L'Europa illuminista sfidata dal caso Alfie: è vero progresso?
Vediamo perché. In principio era la lotta all'oscurantismo, ai cascami dei cosiddetti "secoli bui". Secondo cliché storiografici mille volte confutati eppure duri a morire, l'idea di uomo da superare era quella medievale, troppo preoccupato di disprezzare "la materia" - l'equivocatissimo contemptus mundi - fuggendo dalla storia e rinunciando alle gioie terrene. Per fortuna, recita la vulgata tuttora corrente, arrivarono Umanesimo e Rinascimento a rimettere le cose a posto, restituendo alla "carne" i suoi diritti. Poco importa se quelle due splendide epoche non ci sarebbero mai state senza i secoli "di mezzo" che le avevano precedute, come ci insegnò già a inizio '900 Johan Huizinga.
Infine, sopraggiunse il pensiero illuminista, a demolire quel che restava di pregiudizi e ubbie religiose sul destino dell'uomo, irresistibilmente votato a "magnifiche sorti e progressive", purché libero da qualunque fede soprannaturale. Da allora certo non sono mancati, nelle vicende storiche successive, "incidenti di percorso": guerre, colonialismi, ideologie totalitarie, genocidi spietati, stragi accuratamente pianificate, terrorismo. Di qui, a partire soprattutto dall'Occidente europeo, un crescente ripiegamento nichilista, e via via sempre più individualista, che oggi tocca i suoi vertici. Tanti nostri contemporanei, almeno da questa parte del pianeta, professano una sola nuova religione: quella del benessere a tutti i costi, del rifiuto di qualsiasi limite al proprio piacere e ai propri desideri, dell'eliminazione di chiunque ne minacci il compimento. A cominciare dalle vite dei più deboli e indifesi: anziani, malati, bimbi disabili, profughi.
Le ricadute giuridiche di questo modo di pensare sono ormai entrate nelle legislazioni dei singoli Paesi e trovano silenziosa copertura nella giurisprudenza comunitaria, come ha dimostrato la mancata risposta della Corte europea dei diritti umani agli appelli dei coniugi Evans. La storia struggente di Alfie e dei suoi genitori, a dire il vero, ha suscitato un moto collettivo di solidarietà e forse ha indotto molti a porsi domande finora accuratamente evitate.

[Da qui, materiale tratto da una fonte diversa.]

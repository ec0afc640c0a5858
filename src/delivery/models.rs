use crate::error::{FeedError, Result};
use serde_json::Value;

/// Keys the token endpoint has been seen answering with, in lookup order.
const TOKEN_KEYS: &[&str] = &["access_token", "token", "jwt", "bearerToken"];

/// Bearer token for the DataEntry API.
#[derive(Debug, Clone)]
pub struct AccessToken(String);

impl AccessToken {
    pub fn as_str(&self) -> &str {
        &self.0
    }
}

/// Three non-empty dot-separated segments, the shape of an unwrapped JWT.
pub fn looks_like_jwt(text: &str) -> bool {
    let parts: Vec<&str> = text.trim().split('.').collect();
    parts.len() == 3 && parts.iter().all(|part| !part.is_empty())
}

/// Pulls a token out of a response body. Handles both the JSON envelope and
/// the bare-JWT body some deployments of the endpoint return.
pub fn token_from_body(body: &str) -> Option<AccessToken> {
    if let Ok(value) = serde_json::from_str::<Value>(body) {
        for key in TOKEN_KEYS {
            if let Some(token) = value.get(key).and_then(Value::as_str) {
                if !token.is_empty() {
                    return Some(AccessToken(token.to_string()));
                }
            }
        }
    }

    let trimmed = body.trim();
    if looks_like_jwt(trimmed) {
        return Some(AccessToken(trimmed.to_string()));
    }

    None
}

/// What the upload endpoint answers with: a tracking GUID plus the md5 the
/// server computed over the received bytes.
#[derive(Debug, Clone)]
pub struct UploadReceipt {
    pub guid: String,
    pub md5: String,
    pub raw: Value,
}

impl UploadReceipt {
    pub fn from_value(value: Value) -> Result<Self> {
        let guid = value
            .get("guid")
            .and_then(Value::as_str)
            .map(str::to_string)
            .ok_or_else(|| FeedError::Upload {
                message: format!("response did not include a guid: {}", value),
            })?;

        let md5 = value
            .get("md5")
            .and_then(Value::as_str)
            .unwrap_or_default()
            .to_lowercase();

        Ok(Self {
            guid,
            md5,
            raw: value,
        })
    }

    /// Server md5 check is advisory; skip it when the server did not send one.
    pub fn md5_matches(&self, local_md5: &str) -> Option<bool> {
        if self.md5.is_empty() {
            None
        } else {
            Some(self.md5 == local_md5.to_lowercase())
        }
    }
}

Ma è necessario che la riflessione non rimanga a livello epidermico o solo emotivo. Bisogna andare in profondità, portando alla luce il paradosso di un'ideologia individualista, che ha le sue radici culturali nella presunzione di "liberare" l'uomo, di valorizzarlo, di dargli piena dignità. Ma che poi, senza accorgersene, finisce con il negargli la forma più elementare di dignità, il suo valore basilare, il diritto a vivere senza che una qualche entità superiore stabilisca se la sua vita è ancora "utile" o se è diventata "futile", magari in base a puri criteri economici.
Ecco la "nemesi" che i fatti di Liverpool hanno messo in evidenza e che i pronipoti del razionalismo illuminista europeo sono chiamati a meditare. Riducendo l'uomo alla sola dimensione orizzontale, costringendolo al culto del proprio "io" anche a costo della vita altrui ("Gli altri sono l'inferno", secondo il duro paradosso di Sartre), pongono le basi per una nuova tirannia che sarà molto più difficile da contrastare perché non si impone dall'esterno, ma aggredisce l'uomo dal suo stesso interno. E così si finisce con il cadere, stavolta sì, in un drammatico "evo" oscurantista, in una temperie anti-umanista che distrugge le basi stesse della convivenza civile e del progresso. E che mina alla radice ogni prospettiva comunitaria, a cominciare da quella europea.